There’s mockery that has a point. There’s mockery that shines a spotlight on inconsistency, hypocrisy, stupidity, greed, arrogance, close-mindedness, sloppy thinking, and flat-out evil. (The kind of mockery than Jon Stewart is king of.)
And then there’s mockery of the “Janie is a doo-doo-head” variety. The kind of mockery that calls names and makes fun without any real content or point. The kind of mockery that essentially substitutes invective for analysis. (The kind of mockery that, alas, Keith Olberman is all too prone to.)
The latter, I think, is a whole lot less useful. It has its place, to be sure: it can be entertaining in the right context, and it can do a lot to relieve tension and forge bonds within a movement.
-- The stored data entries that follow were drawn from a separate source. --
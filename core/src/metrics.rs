use once_cell::sync::Lazy;
use prometheus::core::Collector;
use prometheus::{Encoder, IntCounter, IntCounterVec, Opts, Registry, TextEncoder};

use crate::types::WeekClassification;

/// Tellere for dataintegritet og klassifisering.
pub struct Metrics {
    registry: Registry,
    malformed_week_ids: IntCounter,
    duplicate_week_records: IntCounter,
    classified_weeks: IntCounterVec,
}

impl Metrics {
    fn new() -> Self {
        let registry = Registry::new();

        let malformed_week_ids = IntCounter::new(
            "fithud_malformed_week_ids_total",
            "Weekly records skipped because their week id did not parse",
        )
        .expect("static counter opts are valid");
        let duplicate_week_records = IntCounter::new(
            "fithud_duplicate_week_records_total",
            "Weekly records ignored because the same user already had one for that week",
        )
        .expect("static counter opts are valid");
        let classified_weeks = IntCounterVec::new(
            Opts::new("fithud_classified_weeks_total", "Weeks classified, by outcome"),
            &["classification"],
        )
        .expect("static counter opts are valid");

        let collectors: [Box<dyn Collector>; 3] = [
            Box::new(malformed_week_ids.clone()),
            Box::new(duplicate_week_records.clone()),
            Box::new(classified_weeks.clone()),
        ];
        for c in collectors {
            if let Err(e) = registry.register(c) {
                log::warn!("metrics: failed to register collector: {e}");
            }
        }

        Self {
            registry,
            malformed_week_ids,
            duplicate_week_records,
            classified_weeks,
        }
    }

    pub fn registry(&self) -> &Registry {
        &self.registry
    }
}

pub static METRICS: Lazy<Metrics> = Lazy::new(Metrics::new);

pub fn malformed_week_ids_total(metrics: &Metrics) -> &IntCounter {
    &metrics.malformed_week_ids
}

pub fn duplicate_week_records_total(metrics: &Metrics) -> &IntCounter {
    &metrics.duplicate_week_records
}

pub fn classified_weeks_total(metrics: &Metrics, class: WeekClassification) -> IntCounter {
    metrics.classified_weeks.with_label_values(&[class.as_str()])
}

/// Prometheus tekstformat for alle tellere.
pub fn gather_text() -> String {
    let mut buf = Vec::new();
    if let Err(e) = TextEncoder::new().encode(&METRICS.registry.gather(), &mut buf) {
        log::warn!("metrics: encode failed: {e}");
        return String::new();
    }
    String::from_utf8(buf).unwrap_or_default()
}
And I certainly won’t deny that I’ve indulged in it myself. But I don’t have nearly the same “this is a powerful and venerated form of social commentary that dates back to ancient times, yada yada yada” respect for it that I do for the other kind.
Finally, and maybe most importantly:
4: What are you trying to accomplish?
Are you trying to rally the troops? Are you trying to lift the spirits of non-believers who already agree with you, and to forge stronger bonds between you? Are you trying to inspire other atheists to get more involved, to take a further step into visibility and action? Are you trying to draw attention to atheism in the media and the public eye? Are you trying to shift the public perception of religion: to shake it off its pedestal, and get people to see it as just another institution, and just another view of the world, which we can debate and make fun of just like any other?
Or are you trying to engage in fruitful debate with people who disagree with you? Are you trying to persuade believers to reconsider their religious beliefs… or at least, to reconsider their attitude towards atheists?
Both of these are useful, valid goals. But they require a different approach. And in my experience, mockery is more useful in the first set of goals than the second. Very, very few people in this world will be persuaded that they’re wrong by being made fun of. Generally speaking, making fun of people makes them defensive, entrenches them more stubbornly in their beliefs. And this is especially true when it comes to beliefs that are deeply held, and deeply precious and important to people.
It’s not that humor can never be used in a respectful, persuasive, one-on-one debate. But in my experience, it has to be used more sparingly, and more lightly: with less of a mocking, sarcastic, “don’t you see what an idiot you’re being?” tone, and more of a gentle, “we are all fools together” tone.
If that makes sense.
Oh, and by the way, Ola: Thanks for the “Kissing Hank’s Ass” thing. I hadn’t heard that meme before. That is fracking hilarious.